The authors propose three complementary responses: parallel AI literacy tracks tailored to faculty and students respectively, intergenerational mentoring that flows in both directions, with students contributing tool fluency and senior educators contributing clinical judgment and ethical framing, and institutional incentives that support governance, ethics review and policy alignment. As an opinion piece, the paper offers no new evidence and the individual proposals are not novel, but the framing of reciprocal mentoring is genuinely useful because it sidesteps the deficit narrative that so often surrounds faculty AI training. For educators in any discipline, the underlying point is that hierarchical norms in higher education can quietly suppress the bidirectional learning that integrating any new technology, AI included, actually requires.

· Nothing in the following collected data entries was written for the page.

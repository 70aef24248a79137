use focuslab_types::{Day, NonEmptyString, Task, TaskId, TaskPatch};
use rusqlite::{OptionalExtension, Row, params};

use crate::{
    Store, StoreError, StoreResult, format_timestamp, is_constraint_violation, parse_timestamp,
};

const TASK_COLUMNS: &str = "id, text, is_completed, date, created_at";

struct TaskRow {
    id: String,
    text: String,
    is_completed: bool,
    date: String,
    created_at: String,
}

impl TaskRow {
    fn from_row(row: &Row<'_>) -> rusqlite::Result<Self> {
        Ok(Self {
            id: row.get(0)?,
            text: row.get(1)?,
            is_completed: row.get(2)?,
            date: row.get(3)?,
            created_at: row.get(4)?,
        })
    }

    fn into_task(self) -> StoreResult<Task> {
        let text = NonEmptyString::new(self.text)
            .map_err(|_| StoreError::Corrupt(format!("task {} has empty text", self.id)))?;
        let date = Day::parse(&self.date)
            .map_err(|e| StoreError::Corrupt(format!("task {} date: {e}", self.id)))?;
        Ok(Task {
            id: TaskId::new(self.id),
            text,
            is_completed: self.is_completed,
            date,
            created_at: parse_timestamp(&self.created_at)?,
        })
    }
}

impl Store {
    /// Tasks owned by `owner` in insertion order, at most `limit`.
    pub fn list_tasks(&self, owner: &str, limit: usize) -> StoreResult<Vec<Task>> {
        let conn = self.conn();
        let mut stmt = conn.prepare(&format!(
            "SELECT {TASK_COLUMNS} FROM tasks WHERE owner = ?1 ORDER BY rowid LIMIT ?2"
        ))?;
        let limit = i64::try_from(limit).unwrap_or(i64::MAX);
        let rows = stmt
            .query_map(params![owner, limit], TaskRow::from_row)?
            .collect::<rusqlite::Result<Vec<_>>>()?;
        rows.into_iter().map(TaskRow::into_task).collect()
    }

    pub fn insert_task(&self, owner: &str, task: &Task) -> StoreResult<()> {
        let conn = self.conn();
        let inserted = conn.execute(
            "INSERT INTO tasks (owner, id, text, is_completed, date, created_at)
             VALUES (?1, ?2, ?3, ?4, ?5, ?6)",
            params![
                owner,
                task.id.as_str(),
                task.text.as_str(),
                task.is_completed,
                task.date.to_string(),
                format_timestamp(task.created_at),
            ],
        );
        match inserted {
            Ok(_) => Ok(()),
            Err(e) if is_constraint_violation(&e) => {
                Err(StoreError::Conflict(format!("task {}", task.id)))
            }
            Err(e) => Err(e.into()),
        }
    }

    /// Apply `patch` to one of `owner`'s tasks. Returns `false` when no such task exists.
    pub fn update_task(&self, owner: &str, id: &TaskId, patch: &TaskPatch) -> StoreResult<bool> {
        let mut conn = self.conn();
        let tx = conn.transaction()?;
        let row = tx
            .query_row(
                &format!("SELECT {TASK_COLUMNS} FROM tasks WHERE owner = ?1 AND id = ?2"),
                params![owner, id.as_str()],
                TaskRow::from_row,
            )
            .optional()?;
        let Some(row) = row else {
            return Ok(false);
        };

        let mut task = row.into_task()?;
        task.apply(patch);
        tx.execute(
            "UPDATE tasks SET text = ?3, is_completed = ?4, date = ?5
             WHERE owner = ?1 AND id = ?2",
            params![
                owner,
                id.as_str(),
                task.text.as_str(),
                task.is_completed,
                task.date.to_string(),
            ],
        )?;
        tx.commit()?;
        Ok(true)
    }

    /// Returns `false` when no such task exists.
    pub fn delete_task(&self, owner: &str, id: &TaskId) -> StoreResult<bool> {
        let conn = self.conn();
        let removed = conn.execute(
            "DELETE FROM tasks WHERE owner = ?1 AND id = ?2",
            params![owner, id.as_str()],
        )?;
        Ok(removed > 0)
    }
}
//! Core domain types for FocusLab.
//!
//! This crate contains pure domain types with no IO, no async, and minimal dependencies.
//! Both the server and the client build on it.

#![allow(clippy::missing_errors_doc)]
#![allow(clippy::missing_panics_doc)]

mod auth;
mod day;
mod habit;
mod ids;
pub mod motivation;
pub mod stats;
mod task;
pub mod text;

pub use auth::{Credentials, LoginForm, TokenResponse};
pub use day::{Day, DayParseError, WEEKDAY_NAMES};
pub use habit::{DEFAULT_HABITS, HABIT_SLOTS, Habit, PLACEHOLDER_NAME, pad_habits};
pub use ids::{HabitId, TaskId};
pub use motivation::{MotivationKind, MotivationRequest, MotivationResponse};
pub use stats::Progress;
pub use task::{Task, TaskPatch};
pub use text::truncate_with_ellipsis;

use serde::{Deserialize, Serialize};
use thiserror::Error;

/// Task text: trimmed, never blank.
#[derive(Debug, Clone, PartialEq, Eq, Hash, Serialize, Deserialize)]
#[serde(try_from = "String", into = "String")]
pub struct NonEmptyString(String);

#[derive(Debug, Error, PartialEq, Eq)]
#[error("text must not be empty")]
pub struct EmptyStringError;

impl NonEmptyString {
    pub fn new(value: impl Into<String>) -> Result<Self, EmptyStringError> {
        let value = value.into();
        match value.trim() {
            "" => Err(EmptyStringError),
            trimmed if trimmed.len() == value.len() => Ok(Self(value)),
            trimmed => Ok(Self(trimmed.to_owned())),
        }
    }

    #[must_use]
    pub fn as_str(&self) -> &str {
        &self.0
    }
}

impl TryFrom<String> for NonEmptyString {
    type Error = EmptyStringError;

    fn try_from(value: String) -> Result<Self, Self::Error> {
        Self::new(value)
    }
}

impl From<NonEmptyString> for String {
    fn from(value: NonEmptyString) -> Self {
        value.0
    }
}

impl std::ops::Deref for NonEmptyString {
    type Target = str;

    fn deref(&self) -> &str {
        &self.0
    }
}

impl std::fmt::Display for NonEmptyString {
    fn fmt(&self, f: &mut std::fmt::Formatter<'_>) -> std::fmt::Result {
        f.write_str(&self.0)
    }
}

What links these four papers is a recognition that AI in education is not a neutral overlay on existing practice. Zainal and colleagues show that its use in clinical settings generates ethical pressures that traditional ethics teaching does not adequately cover. Hartley and Fisher demonstrate that the images we use to depict our profession can quietly reproduce the very stereotypes we have spent years trying to dismantle. Yvan and colleagues show that the same tools we are starting to use to mark student work can systematically disadvantage anyone whose first language is not English, often invisibly. Nguyen and Tran remind us that the people doing the integrating, students and faculty alike, are not a homogeneous group. Four practical things follow. First, audit your own AI-generated outputs for bias before putting them in front of students; the simpler the prompt, the more likely the stereotype. Second, if AI is anywhere near your marking workflow, separate linguistic style from content in your rubric, and ask what subgroup validation has actually been done before the tool sees a real submission. Third, treat AI ethics as part of the curriculum’s living architecture rather than a one-off lecture, because the questions are evolving and so should the teaching. Fourth, find a junior colleague or student and ask them to show you what they actually do with AI in a typical week. The gap, when you see it, is usually instructive.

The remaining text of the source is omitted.